Capilano University instructor Michael Markwick (centre) receives Community Commitment Award from the District of West Vancouver for his steadfast drive to provide outreach services to the city’s most vulnerable.

Michael Markwick is passionate about creating dialogue. The father of five and Capilano University Communication instructor has been actively teaching and promoting social change on the North Shore for vulnerable residents for over twenty years.

“It’s about building a free and democratic society. I teach a lot about democratic communication – how we can face problems in a democratic fashion and solve them together,” he says.

For the past nine years, Markwick has been heavily involved in the creation and organization of the Dundarave Festival of Lights, which has raised over $275,000 since 2008 for the Lookout Society’s North Shore Shelter.

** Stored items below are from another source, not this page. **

//! CLI test cases.
//!
//! Parsing tests run against text fixtures. Tests that need `tesseract` or
//! Poppler installed are ignored by default.

use std::{fs, process::Command};

use assert_cmd::prelude::*;
use predicates::prelude::*;
use serde_json::Value;

/// Create a new `Command` with our binary.
fn cmd() -> Command {
    let mut cmd = Command::cargo_bin("fin-report-ocr").unwrap();
    // Keep log output quiet and predictable.
    cmd.env("RUST_LOG", "warn");
    cmd
}

/// Run `cmd` and parse its standard output as JSON.
fn json_output(cmd: &mut Command) -> Value {
    let output = cmd.assert().success().get_output().stdout.clone();
    serde_json::from_slice(&output).expect("output should be JSON")
}

#[test]
fn test_help() {
    cmd()
        .arg("--help")
        .assert()
        .success()
        .stdout(predicate::str::contains("TESSERACT_CMD"));
}

#[test]
fn test_version() {
    cmd().arg("--version").assert().success();
}

#[test]
fn test_parse_sections() {
    let report = json_output(
        cmd()
            .arg("parse")
            .arg("tests/fixtures/reports/sections_en.txt"),
    );
    let period = &report["financial_period"];
    assert_eq!(period["start_of_period"]["date"], "01/01/2023");
    assert_eq!(period["end_of_period"]["date"], "31/12/2023");
    assert_eq!(
        period["start_of_period"]["data"]["total_assets"],
        1_000_000_000.0
    );
    assert_eq!(
        period["end_of_period"]["data"]["total_assets"],
        1_200_000_000.0
    );
    let growth = report["calculated_metrics"]["growth_rate_total_assets"]
        .as_f64()
        .unwrap();
    assert!((growth - 0.2).abs() < 1e-9);
    assert!(report["report_id"].as_str().unwrap().len() == 36);
}

#[test]
fn test_parse_vietnamese_columns() {
    let report = json_output(
        cmd()
            .arg("parse")
            .arg("tests/fixtures/reports/bang_can_doi_vi.txt")
            .arg("--pretty"),
    );
    let start = &report["financial_period"]["start_of_period"];
    let end = &report["financial_period"]["end_of_period"];
    assert_eq!(end["date"], "31/12/2023");
    assert_eq!(end["data"]["tong_tai_san"], 1_200_000_000.0);
    assert_eq!(end["data"]["tai_san_ngan_han"], 600_000_000.0);
    assert_eq!(end["data"]["tien_va_tuong_duong_tien"], 120_000_000.0);
    assert!(end["data"].get("hang_ton_kho").is_none());
    assert_eq!(start["data"]["hang_ton_kho"], 120_000_000.0);
    assert_eq!(start["data"]["no_phai_tra"], 500_000_000.0);
    let metrics = &report["calculated_metrics"];
    assert!((metrics["growth_rate"].as_f64().unwrap() - 0.2).abs() < 1e-9);
    assert!((metrics["debt_to_assets_end"].as_f64().unwrap() - 700.0 / 1200.0).abs() < 1e-9);
}

#[test]
fn test_parse_from_stdin_per_page() {
    let text = fs::read_to_string("tests/fixtures/reports/bang_can_doi_vi.txt").unwrap();
    let output = assert_cmd::Command::from_std(cmd())
        .arg("parse")
        .arg("--per-page")
        .write_stdin(text)
        .assert()
        .success()
        .get_output()
        .stdout
        .clone();
    let reports = String::from_utf8(output)
        .unwrap()
        .lines()
        .map(|line| serde_json::from_str::<Value>(line).unwrap())
        .collect::<Vec<_>>();
    assert_eq!(reports.len(), 2);
    assert_eq!(
        reports[1]["financial_period"]["start_of_period"]["data"]["tong_tai_san"],
        900_000_000.0
    );
    assert_ne!(reports[0]["report_id"], reports[1]["report_id"]);
}

#[test]
fn test_parse_single_period() {
    let snapshot = json_output(
        cmd()
            .arg("parse")
            .arg("tests/fixtures/reports/sections_en.txt")
            .arg("--period")
            .arg("end"),
    );
    assert_eq!(snapshot["date"], "31/12/2023");
    assert_eq!(snapshot["data"]["total_assets"], 1_200_000_000.0);
}

#[test]
fn test_parse_rejects_unknown_period() {
    cmd()
        .arg("parse")
        .arg("tests/fixtures/reports/sections_en.txt")
        .arg("--period")
        .arg("middle")
        .assert()
        .failure()
        .stderr(predicate::str::contains("unknown period"));
}

#[test]
fn test_parse_with_custom_labels() {
    let report = json_output(
        cmd()
            .arg("parse")
            .arg("tests/fixtures/reports/custom_labels.txt")
            .arg("--labels")
            .arg("tests/fixtures/config/labels.toml"),
    );
    assert_eq!(
        report["financial_period"]["start_of_period"]["data"]["cash"],
        -1000.0
    );
    assert_eq!(report["calculated_metrics"]["growth_rate"], -3.0);
    assert!(report["calculated_metrics"].get("debt_to_assets_start").is_none());
}

#[test]
fn test_parse_rejects_missing_labels_file() {
    cmd()
        .arg("parse")
        .arg("tests/fixtures/reports/sections_en.txt")
        .arg("--labels")
        .arg("tests/fixtures/config/does_not_exist.toml")
        .assert()
        .failure();
}

#[test]
fn test_parse_writes_output_file() {
    let dir = tempfile::tempdir().unwrap();
    let out = dir.path().join("reports/report.json");
    cmd()
        .arg("parse")
        .arg("tests/fixtures/reports/sections_en.txt")
        .arg("-o")
        .arg(&out)
        .assert()
        .success();
    let report: Value = serde_json::from_str(&fs::read_to_string(&out).unwrap()).unwrap();
    assert!(report["financial_period"].is_object());
}

#[test]
fn test_schema() {
    for schema_type in ["FinancialReport", "PeriodSnapshot", "ParserConfig"] {
        let schema = json_output(cmd().arg("schema").arg(schema_type));
        assert!(schema["properties"].is_object(), "{schema_type}");
    }
}

#[test]
fn test_ocr_missing_input_fails() {
    let dir = tempfile::tempdir().unwrap();
    cmd()
        .arg("ocr")
        .arg(dir.path().join("missing.pdf"))
        .arg("--tesseract-cmd")
        .arg("/nonexistent/tesseract")
        .assert()
        .failure();
}

#[test]
#[ignore = "Requires tesseract to be installed"]
fn test_ocr_image_with_report() {
    let dir = tempfile::tempdir().unwrap();
    let image_path = dir.path().join("blank.png");
    image_fixture(&image_path);
    let text_path = dir.path().join("blank.txt");
    let report_path = dir.path().join("blank.json");
    cmd()
        .arg("ocr")
        .arg(&image_path)
        .arg("-o")
        .arg(&text_path)
        .arg("--report")
        .arg(&report_path)
        .arg("--ocr-lang")
        .arg("eng")
        .assert()
        .success();
    assert!(text_path.exists());
    let report: Value =
        serde_json::from_str(&fs::read_to_string(&report_path).unwrap()).unwrap();
    assert!(report["report_id"].is_string());
}

/// Write a blank white page.
fn image_fixture(path: &std::path::Path) {
    image::GrayImage::from_pixel(200, 60, image::Luma([255]))
        .save(path)
        .unwrap();
}
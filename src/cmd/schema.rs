//! The `schema` subcommand.

use clap::{Args, ValueEnum};
use schemars::schema_for;

use crate::{
    async_utils::io::write_json,
    prelude::*,
    report::{FinancialReport, config::ParserConfig, period::PeriodSnapshot},
};

/// Types we can print a JSON schema for. Spelled like the Rust types.
#[derive(Debug, Clone, Copy, ValueEnum)]
#[clap(rename_all = "PascalCase")]
pub enum SchemaType {
    /// Output of `parse` and `ocr --report`.
    FinancialReport,
    /// Output of `parse --period`.
    PeriodSnapshot,
    /// The `--labels` file.
    ParserConfig,
}

/// `schema` command line arguments.
#[derive(Debug, Args)]
pub struct SchemaOpts {
    /// Which type to describe.
    #[clap(value_enum, value_name = "TYPE")]
    pub schema_type: SchemaType,

    /// Where to write the schema. Defaults to standard output.
    #[clap(short = 'o', long = "out")]
    pub output_path: Option<PathBuf>,
}

/// The `schema` subcommand.
#[instrument(level = "debug", skip_all)]
pub async fn cmd_schema(schema_opts: &SchemaOpts) -> Result<()> {
    let schema = match schema_opts.schema_type {
        SchemaType::FinancialReport => schema_for!(FinancialReport),
        SchemaType::PeriodSnapshot => schema_for!(PeriodSnapshot),
        SchemaType::ParserConfig => schema_for!(ParserConfig),
    };
    write_json(schema_opts.output_path.as_deref(), &schema, true).await
}
//! Page cleanup before OCR: grayscale, then binarize.

use std::io::Cursor;

use clap::ValueEnum;
use image::{GrayImage, ImageFormat, Luma};
use imageproc::contrast::{adaptive_threshold, otsu_level};

use crate::{page_iter::Page, prelude::*};

/// Neighborhood radius for adaptive thresholding (an 11×11 block).
const ADAPTIVE_BLOCK_RADIUS: u32 = 5;

/// How to binarize a page.
#[derive(Clone, Copy, Debug, Default, PartialEq, Eq, ValueEnum)]
pub enum ThresholdMethod {
    /// One global threshold chosen by Otsu's method. Best for clean scans.
    #[default]
    Otsu,
    /// Threshold each pixel against its neighborhood. Copes with uneven
    /// lighting and shadows.
    Adaptive,
    /// Grayscale only.
    None,
}

/// Convert a page to a grayscale, binarized PNG.
///
/// CPU-bound, so call this from a blocking thread.
pub fn preprocess_page(page: &Page, method: ThresholdMethod) -> Result<Page> {
    let image = image::load_from_memory(&page.data)
        .with_context(|| format!("failed to decode {} page", page.mime_type))?;
    let gray = binarize(image.into_luma8(), method);

    let mut data = Vec::new();
    gray.write_to(&mut Cursor::new(&mut data), ImageFormat::Png)
        .context("failed to encode preprocessed page")?;
    Ok(Page {
        mime_type: "image/png".to_owned(),
        data,
    })
}

/// Apply a threshold to a grayscale image.
pub fn binarize(gray: GrayImage, method: ThresholdMethod) -> GrayImage {
    match method {
        ThresholdMethod::Otsu => {
            let level = otsu_level(&gray);
            trace!(level, "Otsu threshold");
            let mut out = gray;
            for Luma([value]) in out.pixels_mut() {
                *value = if *value > level { 255 } else { 0 };
            }
            out
        }
        ThresholdMethod::Adaptive => adaptive_threshold(&gray, ADAPTIVE_BLOCK_RADIUS),
        ThresholdMethod::None => gray,
    }
}

#[cfg(test)]
mod tests {
    use super::*;

    /// Dark "text" on the left half, light paper on the right, with a little
    /// noise in each.
    fn two_tone() -> GrayImage {
        GrayImage::from_fn(20, 10, |x, y| {
            let noise = ((x + y) % 3) as u8 * 5;
            if x < 10 { Luma([40 + noise]) } else { Luma([200 + noise]) }
        })
    }

    #[test]
    fn otsu_separates_ink_from_paper() {
        let out = binarize(two_tone(), ThresholdMethod::Otsu);
        assert!(out.pixels().all(|p| p[0] == 0 || p[0] == 255));
        assert_eq!(out.get_pixel(2, 2)[0], 0);
        assert_eq!(out.get_pixel(17, 7)[0], 255);
    }

    #[test]
    fn adaptive_output_is_binary() {
        let out = binarize(two_tone(), ThresholdMethod::Adaptive);
        assert_eq!(out.dimensions(), (20, 10));
        assert!(out.pixels().all(|p| p[0] == 0 || p[0] == 255));
    }

    #[test]
    fn none_keeps_grayscale() {
        let out = binarize(two_tone(), ThresholdMethod::None);
        assert_eq!(out, two_tone());
    }

    #[test]
    fn preprocess_page_produces_png() -> Result<()> {
        let mut data = Vec::new();
        image::DynamicImage::ImageLuma8(two_tone())
            .to_rgb8()
            .write_to(&mut Cursor::new(&mut data), ImageFormat::Png)?;
        let page = Page {
            mime_type: "image/png".to_owned(),
            data,
        };

        let out = preprocess_page(&page, ThresholdMethod::Otsu)?;
        assert_eq!(out.mime_type, "image/png");
        let decoded = image::load_from_memory(&out.data)?;
        assert_eq!(decoded.color(), image::ColorType::L8);
        Ok(())
    }

    #[test]
    fn garbage_pages_are_errors() {
        let page = Page {
            mime_type: "image/png".to_owned(),
            data: b"not an image".to_vec(),
        };
        assert!(preprocess_page(&page, ThresholdMethod::Otsu).is_err());
    }
}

“One of the Festival’s partners, Burstin’ With Broadway, set out to raise $1,500 for the Shelter this season. So far, they’ve raised $4,200,” says Markwick. “One of our communication goals is to create a safe space to talk about homelessness, and through these donations it really demonstrates that the wider community gets that this is an issue, and they are willing to embrace this problem and work on a solution.”

Markwick’s involvement with this and other organizations such as the Metro Vancouver Alliance and Emancipation Now led to the District of West Vancouver presenting him with a Community Commitment Award for Community Engagement on November 16, 2016.

“Michael keeps giving a voice to those who need it in our community,” Councillor Craig Cameron said while presenting Markwick with his award.

Teaching and community work wasn’t always a part of Markwick’s career plan. In the early 90’s, he was a member of the senior management of the Ontario Human Rights Commission, on a fast track in the Government of Ontario. After getting married in 1994, he kept an un-coerced wedding promise to his wife, and relocated to raise their family in West Vancouver.

“A series of happy developments led me from a career I thought I wanted, to the fulfilling life I lead today. Receiving this award was such an honor, and felt like validation to me that my career path is what it was meant to be,” Marwick says with humble pride.

His vision for the organizations he is involved with is strong and clear: sanctuary housing for women to live in their own communities, and providing shelter spaces that include children so families don’t have to face separation.

Markwick’s passion and enthusiasm for supporting the people in the most vulnerable situations is contagious. “It is possible to look at tough challenges with courage and creativity. It is possible for us to have affordable non-market housing on the North Shore, especially for first responders, teachers, etc. We also need to have sanctuary housing for women fleeing abuse, and families who have lost their homes. Our community shows its strength in how we care for our most vulnerable. I’m really hopeful for the future.”